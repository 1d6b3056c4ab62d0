//! Streaming relay domain types
//!
//! A relay turns either a cached answer or a live upstream stream into an
//! ordered sequence of client frames, and decides whether the reconstructed
//! answer is written back to the semantic cache.

mod frame;
mod outcome;
mod request;

pub use frame::{StreamFrame, split_runes};
pub use outcome::{PartialWriteBack, RelayOutcome, RelaySource, RelayTermination};
pub use request::RelayRequest;
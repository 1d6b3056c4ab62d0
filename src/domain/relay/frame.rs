/// One unit of client-visible output, in emission order
#[derive(Debug, Clone, PartialEq, Eq)]
pub enum StreamFrame {
    /// Incremental answer content
    Delta(String),
    /// Terminal frame carrying `finish_reason = stop`
    Finish,
    /// The `[DONE]` sentinel
    Done,
}

impl StreamFrame {
    pub fn delta(content: impl Into<String>) -> Self {
        Self::Delta(content.into())
    }
}

/// Split text into pieces of at most `size` characters.
///
/// Splits on `char` boundaries so multi-byte text is never cut mid-rune.
pub fn split_runes(text: &str, size: usize) -> Vec<String> {
    let size = size.max(1);
    let mut pieces = Vec::with_capacity(text.len() / size + 1);
    let mut current = String::new();
    let mut count = 0;

    for ch in text.chars() {
        current.push(ch);
        count += 1;
        if count == size {
            pieces.push(std::mem::take(&mut current));
            count = 0;
        }
    }

    if !current.is_empty() {
        pieces.push(current);
    }

    pieces
}
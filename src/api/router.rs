use std::time::Duration;

use axum::{http::Method, middleware, routing::get, Router};
use tower_http::cors::{AllowHeaders, Any, CorsLayer};
use tower_http::trace::TraceLayer;

use super::cache;
use super::health;
use super::middleware::{logging_middleware, metrics_middleware};
use super::state::{AppState, CacheServiceState};
use super::v1;
use crate::infrastructure::observability::{create_metrics_router, PrometheusMetrics};

const CORS_MAX_AGE: Duration = Duration::from_secs(86400);

/// Prometheus scrape endpoint to mount next to the API
#[derive(Clone)]
pub struct MetricsEndpoint {
    pub metrics: PrometheusMetrics,
    pub path: String,
}

/// Create the gateway router
pub fn create_router(state: AppState, metrics: Option<MetricsEndpoint>) -> Router {
    let router = health_routes()
        // OpenAI-compatible v1 API
        .nest("/v1", v1::create_v1_router())
        .with_state(state)
        // Preflight requests are answered here and never reach a handler
        .layer(cors_layer());

    finish(router, metrics)
}

/// Create the standalone cache service router
pub fn create_cache_service_router(
    state: CacheServiceState,
    metrics: Option<MetricsEndpoint>,
) -> Router {
    let router = health_routes()
        .merge(cache::create_cache_router())
        .with_state(state);

    finish(router, metrics)
}

fn health_routes<S: Clone + Send + Sync + 'static>() -> Router<S> {
    Router::new()
        .route("/health", get(health::health_check))
        .route("/live", get(health::live_check))
}

fn finish(router: Router, metrics: Option<MetricsEndpoint>) -> Router {
    let mut router = router
        .layer(middleware::from_fn(logging_middleware))
        .layer(middleware::from_fn(metrics_middleware))
        .layer(TraceLayer::new_for_http());

    if let Some(endpoint) = metrics {
        router = router.merge(create_metrics_router(endpoint.metrics, &endpoint.path));
    }

    router
}

fn cors_layer() -> CorsLayer {
    CorsLayer::new()
        .allow_origin(Any)
        .allow_methods([Method::GET, Method::POST, Method::OPTIONS])
        .allow_headers(AllowHeaders::mirror_request())
        .max_age(CORS_MAX_AGE)
}
//! HTTP metrics middleware for recording request/response metrics

use std::time::Instant;

use axum::{
    body::Body,
    extract::MatchedPath,
    http::Request,
    middleware::Next,
    response::Response,
};

use crate::infrastructure::observability::record_http_request;

/// Middleware to record HTTP request metrics
pub async fn metrics_middleware(request: Request<Body>, next: Next) -> Response {
    let start = Instant::now();
    let method = request.method().clone();
    let path = route_path(&request);

    let response = next.run(request).await;

    record_http_request(
        method.as_str(),
        &path,
        response.status().as_u16(),
        start.elapsed(),
    );

    response
}

/// Matched route pattern, falling back to the raw path for unmatched requests
pub(crate) fn route_path(request: &Request<Body>) -> String {
    request
        .extensions()
        .get::<MatchedPath>()
        .map(|mp| mp.as_str().to_string())
        .unwrap_or_else(|| request.uri().path().to_string())
}

#[cfg(test)]
mod tests {
    use super::*;
    use axum::{http::StatusCode, middleware, routing::get, Router};
    use tower::ServiceExt;

    #[test]
    fn test_route_path_without_match_uses_uri() {
        let request = Request::builder()
            .uri("/v1/unknown?x=1")
            .body(Body::empty())
            .unwrap();

        assert_eq!(route_path(&request), "/v1/unknown");
    }

    #[tokio::test]
    async fn test_middleware_passes_response_through() {
        let app = Router::new()
            .route("/teapot", get(|| async { StatusCode::IM_A_TEAPOT }))
            .layer(middleware::from_fn(metrics_middleware));

        let response = app
            .oneshot(Request::builder().uri("/teapot").body(Body::empty()).unwrap())
            .await
            .unwrap();

        assert_eq!(response.status(), StatusCode::IM_A_TEAPOT);
    }
}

....

(Work order):
Work out how many lines in the material above hold the string "PrometheusMetrics", and reply with the number only.

(Answer below):
2